Addressing Corpus Knowledge Poisoning Attacks on RAG Using Sparse Attention
This addresses a security vulnerability in RAG systems for users relying on up-to-date and accurate LLM responses, offering a novel defense method against poisoning attacks.
The paper tackled the problem of corpus knowledge poisoning attacks on Retrieval Augmented Generation (RAG) by introducing Sparse Document Attention RAG (SDAG), which uses a block-sparse attention mechanism to disallow cross-attention between retrieved documents, resulting in substantially outperforming standard causal attention in attack success rate and achieving statistically significant improvements when integrated with state-of-the-art defenses.
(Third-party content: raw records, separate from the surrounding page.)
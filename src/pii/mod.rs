// Copyright 2024-2026 Tork Governance Contributors
// SPDX-License-Identifier: Apache-2.0

//! Detection, validation and redaction.
//!
//! Data flows one way: registry and validators feed the detector, the
//! detector feeds the redactor.

pub mod pii_detector;
pub mod pii_patterns;
pub mod pii_types;
pub mod redactor;
pub mod validators;

pub use pii_detector::{detect_pii, redact_pii, CustomPattern, PIIDetector};
pub use pii_patterns::{parse_regions, patterns_for, PatternEntry};
pub use pii_types::{MatchKind, PIIMatch, PIIResult, PIIType, Region};
pub use redactor::redact;
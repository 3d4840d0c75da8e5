// Copyright 2024-2026 Tork Governance Contributors
// SPDX-License-Identifier: Apache-2.0

//! Types for the governance engine: actions, policy configuration and the
//! per-call result.

use serde::{Deserialize, Serialize};
use std::collections::{BTreeMap, BTreeSet};

use super::receipt::Receipt;
use crate::error::ConfigError;
use crate::pii::{parse_regions, PIIResult, Region};

pub const DEFAULT_POLICY_VERSION: &str = "1.0.0";

/// Decision taken for one governed text.
#[derive(Debug, Clone, Copy, PartialEq, Eq, Hash, PartialOrd, Ord, Serialize, Deserialize)]
#[serde(rename_all = "SCREAMING_SNAKE_CASE")]
pub enum GovernanceAction {
    #[serde(alias = "allow")]
    Allow,
    #[serde(alias = "redact")]
    Redact,
    #[serde(alias = "deny")]
    Deny,
    #[serde(alias = "escalate")]
    Escalate,
}

impl GovernanceAction {
    pub const ALL: [GovernanceAction; 4] = [
        GovernanceAction::Allow,
        GovernanceAction::Redact,
        GovernanceAction::Deny,
        GovernanceAction::Escalate,
    ];

    pub fn as_str(&self) -> &'static str {
        match self {
            GovernanceAction::Allow => "ALLOW",
            GovernanceAction::Redact => "REDACT",
            GovernanceAction::Deny => "DENY",
            GovernanceAction::Escalate => "ESCALATE",
        }
    }

    pub(crate) fn index(&self) -> usize {
        match self {
            GovernanceAction::Allow => 0,
            GovernanceAction::Redact => 1,
            GovernanceAction::Deny => 2,
            GovernanceAction::Escalate => 3,
        }
    }
}

impl std::fmt::Display for GovernanceAction {
    fn fmt(&self, f: &mut std::fmt::Formatter<'_>) -> std::fmt::Result {
        f.write_str(self.as_str())
    }
}

/// Policy applied by a [`Tork`](super::Tork) instance.
#[derive(Debug, Clone, PartialEq, Eq, Serialize)]
pub struct GovernanceConfig {
    pub policy_version: String,
    /// Action taken whenever PII is found.
    pub default_action: GovernanceAction,
    pub regions: BTreeSet<Region>,
    /// Name -> regex. Names are reported upper-cased.
    pub custom_patterns: BTreeMap<String, String>,
}

impl Default for GovernanceConfig {
    fn default() -> Self {
        Self {
            policy_version: DEFAULT_POLICY_VERSION.to_string(),
            default_action: GovernanceAction::Redact,
            regions: BTreeSet::from([Region::Us, Region::Universal]),
            custom_patterns: BTreeMap::new(),
        }
    }
}

impl GovernanceConfig {
    pub fn with_policy_version(mut self, version: impl Into<String>) -> Self {
        self.policy_version = version.into();
        self
    }

    pub fn with_action(mut self, action: GovernanceAction) -> Self {
        self.default_action = action;
        self
    }

    pub fn with_regions(mut self, regions: impl IntoIterator<Item = Region>) -> Self {
        self.regions = regions.into_iter().collect();
        self
    }

    pub fn with_custom_pattern(mut self, name: impl Into<String>, pattern: impl Into<String>) -> Self {
        self.custom_patterns.insert(name.into(), pattern.into());
        self
    }

    /// Check the policy version and region set. Custom patterns are checked
    /// when they are compiled.
    pub fn validate(&self) -> Result<(), ConfigError> {
        if !is_valid_policy_version(&self.policy_version) {
            return Err(ConfigError::InvalidPolicyVersion(self.policy_version.clone()));
        }
        if self.regions.is_empty() {
            return Err(ConfigError::EmptyRegions);
        }
        Ok(())
    }

    /// Load from TOML. Missing keys take their defaults.
    ///
    /// ```toml
    /// policy_version = "2.1.0"
    /// default_action = "REDACT"
    /// regions = ["us", "eu"]
    ///
    /// [custom_patterns]
    /// employee_id = 'EMP-\d{6}'
    /// ```
    pub fn from_toml_str(s: &str) -> Result<Self, ConfigError> {
        let file: GovernanceConfigFile = toml::from_str(s)?;
        let config = Self {
            policy_version: file.policy_version,
            default_action: file.default_action,
            regions: parse_regions(&file.regions)?,
            custom_patterns: file.custom_patterns,
        };
        config.validate()?;
        Ok(config)
    }
}

/// On-disk shape; regions stay as names until parsed.
#[derive(Debug, Deserialize)]
#[serde(default, deny_unknown_fields)]
struct GovernanceConfigFile {
    policy_version: String,
    default_action: GovernanceAction,
    regions: Vec<String>,
    custom_patterns: BTreeMap<String, String>,
}

impl Default for GovernanceConfigFile {
    fn default() -> Self {
        let defaults = GovernanceConfig::default();
        Self {
            policy_version: defaults.policy_version,
            default_action: defaults.default_action,
            regions: defaults.regions.iter().map(|r| r.as_str().to_string()).collect(),
            custom_patterns: defaults.custom_patterns,
        }
    }
}

/// `MAJOR.MINOR[.PATCH][-PRERELEASE]`
fn is_valid_policy_version(version: &str) -> bool {
    let (core, prerelease) = match version.split_once('-') {
        Some((core, pre)) => (core, Some(pre)),
        None => (version, None),
    };
    let numeric = |s: &str| !s.is_empty() && s.bytes().all(|b| b.is_ascii_digit());
    let parts: Vec<&str> = core.split('.').collect();

    (2..=3).contains(&parts.len())
        && parts.iter().all(|p| numeric(p))
        && prerelease.map_or(true, |p| {
            !p.is_empty() && p.bytes().all(|b| b.is_ascii_alphanumeric() || b == b'.' || b == b'-')
        })
}

/// Outcome of one governance call. Callers must not use `output` when the
/// action is `Deny` or `Escalate`.
#[derive(Debug, Clone, Serialize)]
pub struct GovernanceResult {
    pub action: GovernanceAction,
    pub output: String,
    pub pii: PIIResult,
    pub receipt: Receipt,
}

#[cfg(test)]
mod tests {
    use super::*;

    #[test]
    fn test_action_wire_names() {
        assert_eq!(serde_json::to_string(&GovernanceAction::Escalate).unwrap(), "\"ESCALATE\"");
        let parsed: GovernanceAction = serde_json::from_str("\"deny\"").unwrap();
        assert_eq!(parsed, GovernanceAction::Deny);
        assert_eq!(GovernanceAction::Redact.to_string(), "REDACT");
    }

    #[test]
    fn test_default_config() {
        let config = GovernanceConfig::default();
        assert_eq!(config.policy_version, "1.0.0");
        assert_eq!(config.default_action, GovernanceAction::Redact);
        assert_eq!(config.regions, BTreeSet::from([Region::Us, Region::Universal]));
        assert!(config.validate().is_ok());
    }

    #[test]
    fn test_policy_version_format() {
        for ok in ["1.0", "1.0.0", "12.3.45", "2.0.0-rc.1", "1.2-beta"] {
            assert!(is_valid_policy_version(ok), "{}", ok);
        }
        for bad in ["", "1", "v1.0.0", "1.0.0.0", "1..0", "1.0.0-", "1.a.0", "1.0 .0"] {
            assert!(!is_valid_policy_version(bad), "{}", bad);
        }
    }

    #[test]
    fn test_validate_rejects_bad_config() {
        let bad_version = GovernanceConfig::default().with_policy_version("latest");
        assert!(matches!(bad_version.validate(), Err(ConfigError::InvalidPolicyVersion(_))));

        let no_regions = GovernanceConfig::default().with_regions([]);
        assert!(matches!(no_regions.validate(), Err(ConfigError::EmptyRegions)));
    }

    #[test]
    fn test_from_toml_str() {
        let config = GovernanceConfig::from_toml_str(
            r#"
            policy_version = "2.1.0"
            default_action = "DENY"
            regions = ["US", "eu"]

            [custom_patterns]
            employee_id = 'EMP-\d{6}'
            "#,
        )
        .unwrap();
        assert_eq!(config.policy_version, "2.1.0");
        assert_eq!(config.default_action, GovernanceAction::Deny);
        assert_eq!(config.regions, BTreeSet::from([Region::Us, Region::Eu]));
        assert_eq!(config.custom_patterns["employee_id"], r"EMP-\d{6}");
    }

    #[test]
    fn test_from_toml_str_defaults_and_errors() {
        assert_eq!(GovernanceConfig::from_toml_str("").unwrap(), GovernanceConfig::default());

        let all = GovernanceConfig::from_toml_str(r#"regions = ["all"]"#).unwrap();
        assert_eq!(all.regions.len(), Region::ALL.len());

        assert!(matches!(
            GovernanceConfig::from_toml_str(r#"regions = ["narnia"]"#),
            Err(ConfigError::UnknownRegion(_))
        ));
        assert!(matches!(
            GovernanceConfig::from_toml_str(r#"policy_version = "one""#),
            Err(ConfigError::InvalidPolicyVersion(_))
        ));
        assert!(matches!(
            GovernanceConfig::from_toml_str(r#"default_action = "IGNORE""#),
            Err(ConfigError::Parse(_))
        ));
    }
}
Retrieval Augmented Generation (RAG) is a highly effective paradigm for keeping LLM-based responses up-to-date and reducing the likelihood of hallucinations. Yet, RAG was recently shown to be quite vulnerable to corpus knowledge poisoning: an attacker injects misleading documents to the corpus to steer an LLM's output to an undesired response. We argue that the standard causal attention mechanism in LLMs enables harmful cross-document interactions, specifically in cases of attacks. Accordingly, we introduce a novel defense approach for RAG: Sparse Document Attention RAG (SDAG). This is a block-sparse attention mechanism that disallows cross-attention between retrieved documents. SDAG requires a minimal inference-time change to the attention mask; furthermore, no fine-tuning or additional architectural changes are needed. We present an empirical evaluation of LLM-based question answering (QA) with a variety of attack strategies on RAG. We show that our SDAG method substantially outperforms the standard causal attention mechanism in terms of attack success rate. We further demonstrate the clear merits of integrating SDAG with state-of-the-art RAG defense methods. Specifically, the integration results in performance that is statistically significantly better than the state-of-the-art.